Sample preparation for micro-EVA experiments.

An endospore suspension of known concentration was filtered onto a 1.5-mm² spot on a 0.2-μm polycarbonate membrane filter (Whatman, Florham Park, NJ) using a 96-well microsample filtration manifold (Schleicher & Schuell, Keene, NH). To ensure that the endospore surface density was optimal for a given initial endospore concentration, the concentration was adjusted so that each microscopic field of view contains fewer than 300 endospores. Endospores concentrated on the filter were transferred to an ∼0.5-mm-thick, 9-mm-diameter slab of 1.5% agarose substrate containing 5 mM TbCl₃ and 100 mM l-alanine (or d-alanine) mounted in a silicone isolator (Molecular Probes, Eugene, OR) on a quartz microscope slide. After endospore transfer, the agarose surface was covered with a piece of 0.2-mm-thick polydimethylsiloxane (PDMS). The PDMS was prepared by mixing the polymer base and curing agent (Sylgard; Dow Corning) at a 10-to-1 ratio. After degassing, the mixture was cast over a 0.2-mm-thick stainless steel mold and cured in an oven for 2 h at 65°C. The agarose, silicone isolator, and PDMS were autoclaved at 121°C for 15 min before use. A piece of PDMS was peeled off and attached on top of an endospore-laden agarose surface for sealing.

The micro-EVA instrument.

The micro-EVA instrument consists of a time-gated camera (Photonics Research Systems, Salford, United Kingdom) mounted on a Nikon SMZ800 stereoscopic microscope (large working distance for xenon lamp), a xenon flash lamp (Perkin-Elmer, Waltham, MA) mounted at 45 degrees with respect to the sample, and a temperature-controlled microscope slide holder (Thermal) (Fig. 1) (41). The slide holder enables endospores to germinate at 37°C. The charge-coupled-device (CCD) camera has a resolution of 752 by 582 pixels at 14 bits with a chip size of 2/3 in. The camera has 50% sensitivity at 430 to 730 nm, with peak sensitivity at 550 nm, and was Peltier cooled to 40°C below ambient temperature and synchronized to the xenon lamp via TTL pulses (300 Hz with tail time up to 50 μs).

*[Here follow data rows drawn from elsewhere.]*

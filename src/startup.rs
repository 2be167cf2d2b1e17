use crate::errors::AppError;
use aws_sdk_dynamodb::{
    error::SdkError as DynamoSdkError,
    types::{AttributeDefinition, BillingMode, KeySchemaElement, KeyType, ScalarAttributeType},
    Client as DynamoDbClient,
};

pub const CAPTIONS_TABLE: &str = "captions";
pub const IMAGES_TABLE: &str = "images";
pub const VOTES_TABLE: &str = "caption_votes";

/// Creates a DynamoDB table if it doesn't exist. A sort key, when given,
/// becomes the range half of a composite primary key.
async fn create_table_if_not_exists(
    client: &DynamoDbClient,
    table_name: &str,
    partition_key: &str,
    sort_key: Option<&str>,
) -> Result<(), AppError> {
    let mut attribute_definitions = vec![
        AttributeDefinition::builder()
            .attribute_name(partition_key)
            .attribute_type(ScalarAttributeType::S)
            .build()
            .map_err(|e| AppError::InitError(format!("Failed to build attribute definition: {}", e)))?,
    ];
    let mut key_schema = vec![
        KeySchemaElement::builder()
            .attribute_name(partition_key)
            .key_type(KeyType::Hash)
            .build()
            .map_err(|e| AppError::InitError(format!("Failed to build key schema: {}", e)))?,
    ];

    if let Some(sort_key) = sort_key {
        attribute_definitions.push(
            AttributeDefinition::builder()
                .attribute_name(sort_key)
                .attribute_type(ScalarAttributeType::S)
                .build()
                .map_err(|e| AppError::InitError(format!("Failed to build attribute definition: {}", e)))?,
        );
        key_schema.push(
            KeySchemaElement::builder()
                .attribute_name(sort_key)
                .key_type(KeyType::Range)
                .build()
                .map_err(|e| AppError::InitError(format!("Failed to build key schema: {}", e)))?,
        );
    }

    let result = client
        .create_table()
        .table_name(table_name)
        .set_attribute_definitions(Some(attribute_definitions))
        .set_key_schema(Some(key_schema))
        .billing_mode(BillingMode::PayPerRequest)
        .send()
        .await;

    match result {
        Ok(_) => {
            tracing::info!("Startup: Table '{}' created successfully or setup initiated.", table_name);
            Ok(())
        }
        Err(e) => {
            if let DynamoSdkError::ServiceError(service_err) = &e {
                if service_err.err().is_resource_in_use_exception() {
                    tracing::info!("Startup: Table '{}' already exists, no action needed.", table_name);
                    Ok(())
                } else {
                    let context = format!("Startup: Service error creating DynamoDB table '{}'", table_name);
                    tracing::error!("{}: {:?}", context, service_err);
                    Err(AppError::InitError(format!("{}: {}", context, e)))
                }
            } else {
                let context = format!("Startup: SDK error creating DynamoDB table '{}'", table_name);
                tracing::error!("{}: {}", context, e);
                Err(AppError::InitError(format!("{}: {}", context, e)))
            }
        }
    }
}

/// Initializes required DynamoDB tables. The vote table's composite key
/// (caption_id, profile_id) is the unique-(caption, user) constraint.
pub async fn init_resources(client: &DynamoDbClient) -> Result<(), AppError> {
    tracing::info!("Startup: Initializing DynamoDB tables...");
    create_table_if_not_exists(client, IMAGES_TABLE, "image_id", None).await?;
    create_table_if_not_exists(client, CAPTIONS_TABLE, "caption_id", None).await?;
    create_table_if_not_exists(client, VOTES_TABLE, "caption_id", Some("profile_id")).await?;
    tracing::info!("Startup: DynamoDB table initialization complete.");
    Ok(())
}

A high-pass filter (03FCG067; Melles Griot) centered at 500 nm was placed along the light path on the emission side before reaching the microscope objective. We collected time stacks of time-gated images by real-time streaming with a delay of 100 microseconds and an exposure time of 5 s in each frame.

FIG. 1.

(a) Configuration of the micro-EVA instrument used in this investigation, consisting of a stereomicroscope mounted with a time-gated camera and a xenon flash lamp for UV excitation. (b) Sample well on a quartz microscope slide containing Tb³⁺- and d-alanine-doped agarose. (c) Schematic representation of the sample slide, consisting of a quartz slide on which Tb³⁺- and d-alanine-doped agarose is confined by a red rubber gasket well. Endospores (brown circles) are inoculated onto an agarose substrate and subsequently covered with a thin layer of PDMS. (d) Inoculated endospores germinate due to d-alanine, causing the release of ∼10⁸ molecules of DPA and subsequent formation of highly luminescent Tb³⁺-DPA complexes that appear as discrete bright spots in the microscope field of view. (e) Absorption-energy transfer-emission photophysics of the Tb³⁺-DPA luminescence assay. DPA acts as a light harvester that transfers excitation energy to luminescent terbium ion. (f) Energy (Jablonski) diagram of the Tb³⁺-DPA photophysics.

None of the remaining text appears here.